I'm trying a new pork chop recipe that calls for sliced sweet potatoes. It doesn't mention peeling them. Can I get by without it, or should I go ahead and peel them.


----------



## GB (Mar 5, 2008)

As long as the are scrubbed well then you do not need to peel them. There is a lot of nutrients in the peel. It comes down to personal taste though. you can peel if you want or not peel if you don't want.


----------



## Jikoni (Mar 5, 2008)

I agree with GB, it's according to one's preference. I used to peel when my kids were small, but now I don't cook it at all, My Irish hubby says that sweet potatoes are not potatoes! If I cook any, I end up eating them alone, so I wait until I am back in Kenya and my mum cooks some, then I have them cold the following morning with tea just like it used to be at my granma's. (The shop was so far away to go buy bread). Thinking of that makes me happy.


----------



## Constance (Mar 5, 2008)

Well, the dish is in the oven...pork chops, sliced onions, sweet potatoes, S&P and a little brown sugar. It sounds good...we shall see!


----------



## Katie H (Mar 5, 2008)

Mmmmm.  Yum, Connie.  I love the skin on sweet  potatoes.  As GB already said, if they are scrubbed, they should be fine.  Let us know  how  the dish  turned out.


----------



## Maverick2272 (Mar 6, 2008)

I love em with the skins on as well, then smothered in butter and brown sugar with just a little cinnamon!
Ohhh now I know what I am hungry for, LOL.


----------



## GB (Mar 6, 2008)

Constance said:


> Well, the dish is in the oven...pork chops, sliced onions, sweet potatoes, S&P and a little brown sugar. It sounds good...we shall see!
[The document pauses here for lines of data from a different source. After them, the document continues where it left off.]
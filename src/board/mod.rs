//! Board geometry.
//!
//! Positions, rectangular bounds, and knight-move neighbor enumeration.
//! Everything here is pure and allocation-free; the search engine in
//! [`crate::tour`] builds on these primitives for both degree maintenance
//! and candidate generation.

mod grid;
mod position;

pub use grid::Board;
pub use position::{Position, KNIGHT_OFFSETS};
//! Board positions and the knight move table.

/// A square on the board, identified by 0-based row and column.
///
/// Identity is purely positional. `Ord` is lexicographic (row first, then
/// column), which is the order used for the final selection tie-break.
#[derive(Debug, Clone, Copy, PartialEq, Eq, PartialOrd, Ord, Hash)]
#[cfg_attr(feature = "serde", derive(serde::Serialize, serde::Deserialize))]
pub struct Position {
    pub row: usize,
    pub col: usize,
}

impl Position {
    #[inline]
    pub const fn new(row: usize, col: usize) -> Self {
        Self { row, col }
    }
}

/// The 8 knight move offsets, in the fixed enumeration order used
/// throughout the crate.
///
/// The order does not affect correctness, but it is part of the engine's
/// determinism contract: candidate sets are always built by walking this
/// table front to back.
pub const KNIGHT_OFFSETS: [(i32, i32); 8] = [
    (-2, -1),
    (-2, 1),
    (-1, -2),
    (-1, 2),
    (1, -2),
    (1, 2),
    (2, -1),
    (2, 1),
];

#[cfg(test)]
mod tests {
    use super::*;

    #[test]
    fn test_ord_is_lexicographic() {
        assert!(Position::new(0, 9) < Position::new(1, 0));
        assert!(Position::new(2, 3) < Position::new(2, 4));
        assert_eq!(Position::new(5, 5), Position::new(5, 5));
    }

    #[test]
    fn test_offsets_are_knight_moves() {
        for (dr, dc) in KNIGHT_OFFSETS {
            let (a, b) = (dr.abs(), dc.abs());
            assert!((a == 1 && b == 2) || (a == 2 && b == 1));
        }
    }

    #[test]
    fn test_offsets_are_distinct() {
        for i in 0..KNIGHT_OFFSETS.len() {
            for j in (i + 1)..KNIGHT_OFFSETS.len() {
                assert_ne!(KNIGHT_OFFSETS[i], KNIGHT_OFFSETS[j]);
            }
        }
    }
}
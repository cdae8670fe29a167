//! Rectangular board bounds and neighbor enumeration.

use super::position::{Position, KNIGHT_OFFSETS};

/// A rectangular `rows × cols` board.
///
/// Pure geometry: holds no visitation state. Neighbor enumeration walks
/// [`KNIGHT_OFFSETS`] front to back, so its output order is fixed for any
/// given square.
#[derive(Debug, Clone, Copy, PartialEq, Eq)]
pub struct Board {
    rows: usize,
    cols: usize,
}

impl Board {
    pub const fn new(rows: usize, cols: usize) -> Self {
        Self { rows, cols }
    }

    #[inline]
    pub const fn rows(&self) -> usize {
        self.rows
    }

    #[inline]
    pub const fn cols(&self) -> usize {
        self.cols
    }

    /// Total number of squares.
    #[inline]
    pub const fn squares(&self) -> usize {
        self.rows * self.cols
    }

    /// Flat index of a position, row-major.
    #[inline]
    pub const fn index(&self, p: Position) -> usize {
        p.row * self.cols + p.col
    }

    #[inline]
    pub const fn contains(&self, p: Position) -> bool {
        p.row < self.rows && p.col < self.cols
    }

    /// In-bounds knight neighbors of `from`, in fixed enumeration order.
    pub fn knight_neighbors(&self, from: Position) -> impl Iterator<Item = Position> + '_ {
        KNIGHT_OFFSETS.iter().filter_map(move |&(dr, dc)| {
            let row = from.row as i64 + dr as i64;
            let col = from.col as i64 + dc as i64;
            if row >= 0 && col >= 0 && (row as usize) < self.rows && (col as usize) < self.cols {
                Some(Position::new(row as usize, col as usize))
            } else {
                None
            }
        })
    }

    /// Number of in-bounds knight moves from `from`, ignoring visitation.
    pub fn knight_degree(&self, from: Position) -> usize {
        self.knight_neighbors(from).count()
    }
}
//! Knight's tour search engine.
//!
//! Warnsdorff's greedy heuristic with a bounded backtracking escape hatch:
//!
//! - every step moves to the unvisited neighbor with the fewest onward
//!   options (ties broken by minimal successor degree, then lexicographic
//!   order);
//! - dead ends undo the last move, at most `backtrack_limit` times over the
//!   whole run.
//!
//! The per-square "onward options" counts are maintained incrementally: a
//! visit decrements the count of every knight neighbor, an undo increments
//! them back, so selection never rescans the board.
//!
//! # Examples
//!
//! ```
//! use knights_tour::tour::{TourConfig, TourRunner, TourStatus};
//!
//! let config = TourConfig::new(8, 8).with_start(0, 0);
//! let result = TourRunner::run(&config);
//!
//! assert_eq!(result.status, TourStatus::Complete);
//! assert_eq!(result.path.len(), 64);
//! ```
//!
//! # References
//!
//! - Warnsdorff (1823)
//! - Pohl (1967), "A method for finding Hamilton paths and Knight's tours"

mod config;
mod runner;
mod select;
mod state;

pub use config::{TourConfig, MAX_DIMENSION, MIN_DIMENSION};
pub use runner::{TourResult, TourRunner, TourStatus};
So did you leave the skins on or peel them? Inquiring minds want to know


----------



## LadyCook61 (Mar 6, 2008)

Hubby likes his peeled. I don't like sweet potatoes but I will cook it for him.


----------



## Loprraine (Mar 6, 2008)

I don't peel them when I slice and fry them, I find they hold their shape better with the skin on.  Come to think of it, I rarely peel them.


----------



## Constance (Mar 6, 2008)

I did not peel the sweet potatoes, and the dish was delicious. I posted the link for the recipe in the pork forum.


----------



## Loprraine (Mar 6, 2008)

And what a great sounding dish it is!!!!!


----------